Java app monitoring with ELK - Part I - Logstash and Logback

Logs for developers are undeniably the most important source of information available to track down problems and understand what is happening with your applications.

It makes sense to have a good tool in our toolbox that will enable us to get better insight of this data.

There is gold in them logs!

People mainly start using the ELK stack as a way to be able to store and search distributed logs through a web interface. This is reason enough to add the ELK stack to your projects, but you might not have known there is also an analytics side to the ELK stack that can be used for processing the data in your logs and this is very useful for monitoring or investigations. Take for example:

  • We could count the numbers of errors of a certain type but grouped by unique users. Is it the same user that tries and gets the same error over and over or it's a more general error that other users also encounter?
  • Count the number of events of a certain type to determine the numbers of user that were affected by an issue or if the application is exploited by a spammer.
  • Measure the impact after you made a change in your system.

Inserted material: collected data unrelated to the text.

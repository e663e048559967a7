//! Line grammar of the FFmpeg `ssim` stats file.
//!
//! A line looks like
//! `n:1 Y:0.982387 U:0.988289 V:0.990085 All:0.984746 (18.167849)`.
//! Only the `n:`, `All:` and parenthesised tokens matter; everything around
//! them is engine-defined.

use super::MetricSample;
use crate::error::LineError;
use regex::Regex;
use std::sync::OnceLock;

fn line_regex() -> &'static Regex {
    static LINE_RE: OnceLock<Regex> = OnceLock::new();
    LINE_RE.get_or_init(|| {
        Regex::new(r"\bn:(\d+)\s.*\bAll:(\d+(?:\.\d+)?)\s.*\((inf|\d+(?:\.\d+)?)\)")
            .expect("static regex")
    })
}

/// Parse one stats line into a sample.
pub fn parse_line(line: &str) -> Result<MetricSample, LineError> {
    let malformed = || LineError::Malformed(line.to_string());

    let caps = line_regex().captures(line).ok_or_else(malformed)?;

    let frame: u64 = caps[1].parse().map_err(|_| malformed())?;
    let similarity: f64 = caps[2].parse().map_err(|_| malformed())?;
    let decibel = match &caps[3] {
        "inf" => f64::INFINITY,
        value => value.parse().map_err(|_| malformed())?,
    };

    // Anything above 1 would push the similarity sum past the sample count
    if frame == 0 || !(0.0..=1.0).contains(&similarity) {
        return Err(malformed());
    }

    Ok(MetricSample {
        frame,
        similarity,
        decibel,
    })
}

/// Render a sample in the engine's line format.
#[cfg(test)]
pub fn format_line(sample: &MetricSample) -> String {
    let db = if sample.decibel.is_infinite() {
        "inf".to_string()
    } else {
        format!("{:.6}", sample.decibel)
    };
    let ratio = sample.similarity;
    format!(
        "n:{} Y:{:.6} U:{:.6} V:{:.6} All:{:.6} ({})",
        sample.frame, ratio, ratio, ratio, ratio, db
    )
}

#[cfg(test)]
mod tests {
    use super::*;

    #[test]
    fn test_parse_ffmpeg_line() {
        let line = "n:1 Y:0.982387 U:0.988289 V:0.990085 All:0.984746 (18.167849)";
        let s = parse_line(line).unwrap();
        assert_eq!(s.frame, 1);
        assert_eq!(s.similarity, 0.984746);
        assert_eq!(s.decibel, 18.167849);
    }

    #[test]
    fn test_parse_infinite_decibel() {
        let s = parse_line("n:42 Y:1.000000 U:1.000000 V:1.000000 All:1.000000 (inf)").unwrap();
        assert_eq!(s.frame, 42);
        assert_eq!(s.similarity, 1.0);
        assert!(s.decibel.is_infinite());
    }

    #[test]
    fn test_parse_tolerates_surrounding_text() {
        let s = parse_line("  n:7 R:0.9 G:0.9 B:0.9 All:0.9 (10.000000) trailing").unwrap();
        assert_eq!(s.frame, 7);
        assert_eq!(s.similarity, 0.9);
        assert_eq!(s.decibel, 10.0);
    }

    #[test]
    fn test_missing_all_token() {
        let line = "n:3 Y:0.98 U:0.98 V:0.98 (17.0)";
        assert_eq!(parse_line(line), Err(LineError::Malformed(line.to_string())));
    }

    #[test]
    fn test_tokens_out_of_order() {
        let line = "All:0.98 n:3 (17.0)";
        assert!(matches!(parse_line(line), Err(LineError::Malformed(_))));
    }

    #[test]
    fn test_rejects_similarity_above_one() {
        assert!(parse_line("n:1 All:1.5 (3.0)").is_err());
    }

    #[test]
    fn test_rejects_frame_zero() {
        assert!(parse_line("n:0 All:0.5 (3.0)").is_err());
    }

    #[test]
    fn test_round_trip() {
        let samples = [
            MetricSample { frame: 1, similarity: 0.984746, decibel: 18.167849 },
            MetricSample { frame: 250, similarity: 0.5, decibel: 3.010300 },
            MetricSample { frame: 9000, similarity: 1.0, decibel: f64::INFINITY },
        ];
        for sample in samples {
            assert_eq!(parse_line(&format_line(&sample)).unwrap(), sample);
        }
    }
}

Basically the examples of how useful ELK stack can be are limitless.

The good part is this can actually be obtained without any or minimal change in your business code.

We first discuss what the ELK stack is about and what exactly each of it's components does. We're taking advantages of using available Docker images to get around doing the sysadmin work of and rather focus on how we can use it.

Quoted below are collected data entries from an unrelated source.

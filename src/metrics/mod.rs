//! Per-frame similarity metrics parsed from FFmpeg stats logs.

pub mod grammar;
pub mod series;

use crate::error::CompareError;
use std::fmt;
use std::str::FromStr;

pub use series::{load_series, MetricSeries};

/// Supported comparison metric
#[derive(Debug, Clone, Copy, PartialEq, Eq)]
pub enum MetricKind {
    /// Structural similarity, FFmpeg `ssim` filter
    Ssim,
}

impl MetricKind {
    /// FFmpeg filter name producing this metric's stats file
    pub fn filter_name(&self) -> &'static str {
        match self {
            MetricKind::Ssim => "ssim",
        }
    }

    /// Y axis label for the chart
    pub fn axis_label(&self) -> &'static str {
        match self {
            MetricKind::Ssim => "SSIM (dB)",
        }
    }
}

impl fmt::Display for MetricKind {
    fn fmt(&self, f: &mut fmt::Formatter<'_>) -> fmt::Result {
        match self {
            MetricKind::Ssim => write!(f, "SSIM"),
        }
    }
}

impl FromStr for MetricKind {
    type Err = CompareError;

    fn from_str(name: &str) -> Result<Self, Self::Err> {
        match name.to_ascii_lowercase().as_str() {
            "ssim" => Ok(MetricKind::Ssim),
            _ => Err(CompareError::UnsupportedMetric {
                name: name.to_string(),
            }),
        }
    }
}

/// One parsed log line
#[derive(Debug, Clone, Copy, PartialEq)]
pub struct MetricSample {
    /// 1-based frame number
    pub frame: u64,
    /// Raw similarity ratio in [0, 1]
    pub similarity: f64,
    /// Per-frame decibel value, `f64::INFINITY` for a perfect match
    pub decibel: f64,
}
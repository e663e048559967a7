//! Error types for the comparison pipeline.
//!
//! Every stage returns `CompareError`; presentation is left to `main`.

use std::path::PathBuf;
use thiserror::Error;

/// Result type alias for pipeline stages.
pub type Result<T> = std::result::Result<T, CompareError>;

/// Why a single log line was rejected.
#[derive(Error, Debug, Clone, PartialEq)]
pub enum LineError {
    #[error("malformed line: {0:?}")]
    Malformed(String),

    #[error("frame {found} does not follow frame {previous}")]
    FrameOrder { previous: u64, found: u64 },

    #[error("series must start at frame 1, found frame {found}")]
    FirstFrame { found: u64 },
}

/// Pipeline error.
#[derive(Error, Debug)]
pub enum CompareError {
    // Collection
    #[error("failed to run FFmpeg ({program:?})")]
    EngineInvocation {
        program: PathBuf,
        #[source]
        source: std::io::Error,
    },

    #[error("FFmpeg exited with error (code {})", exit_code(.code))]
    EngineExit { code: Option<i32> },

    #[error("aborted")]
    Interrupted,

    #[error("no log for {input:?}, reference is required")]
    MissingReference { input: PathBuf },

    #[error("cannot create metric log in {dir:?}")]
    LogCreate {
        dir: PathBuf,
        #[source]
        source: std::io::Error,
    },

    // Parsing
    #[error("cannot read {path:?}")]
    Io {
        path: PathBuf,
        #[source]
        source: std::io::Error,
    },

    #[error("cannot decode {path:?} as UTF-8")]
    Decode {
        path: PathBuf,
        #[source]
        source: std::string::FromUtf8Error,
    },

    #[error("empty log ({path:?})")]
    EmptyLog { path: PathBuf },

    #[error("cannot parse {path:?} at line {line}")]
    LogParse {
        path: PathBuf,
        line: usize,
        #[source]
        cause: LineError,
    },

    #[error("unsupported metric: {name}")]
    UnsupportedMetric { name: String },

    // Rendering
    #[error("no metric series to draw")]
    NoSeries,

    #[error("unsupported chart format: {path:?}")]
    UnsupportedFormat { path: PathBuf },

    #[error("cannot write chart {path:?}: {reason}")]
    RenderWrite { path: PathBuf, reason: String },
}

fn exit_code(code: &Option<i32>) -> String {
    code.map_or_else(|| "none".to_string(), |c| c.to_string())
}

We will then generate and feed random log entries of failed login attempts to the ELK stack and using ElastAlert to get notifications when we detect too many login attempts.

ELK stack

The ELK stack consist of
- Logstash which serves as a data ingestion engine and can receive(through different plugins) data from lots of custom data sources, manipulate it and sending out to either storage in ElasticSearch or to any other system.
- ElasticSearch is where the data gets stored and queried. ES provides full text search technology built on top of Lucene and also analytics. It is distributed by default and easy to scale.
- Kibana is a visualisation platform for running searches in ElasticSearch. It also allows to run analytics and charting the data and organize the charts into dashboards.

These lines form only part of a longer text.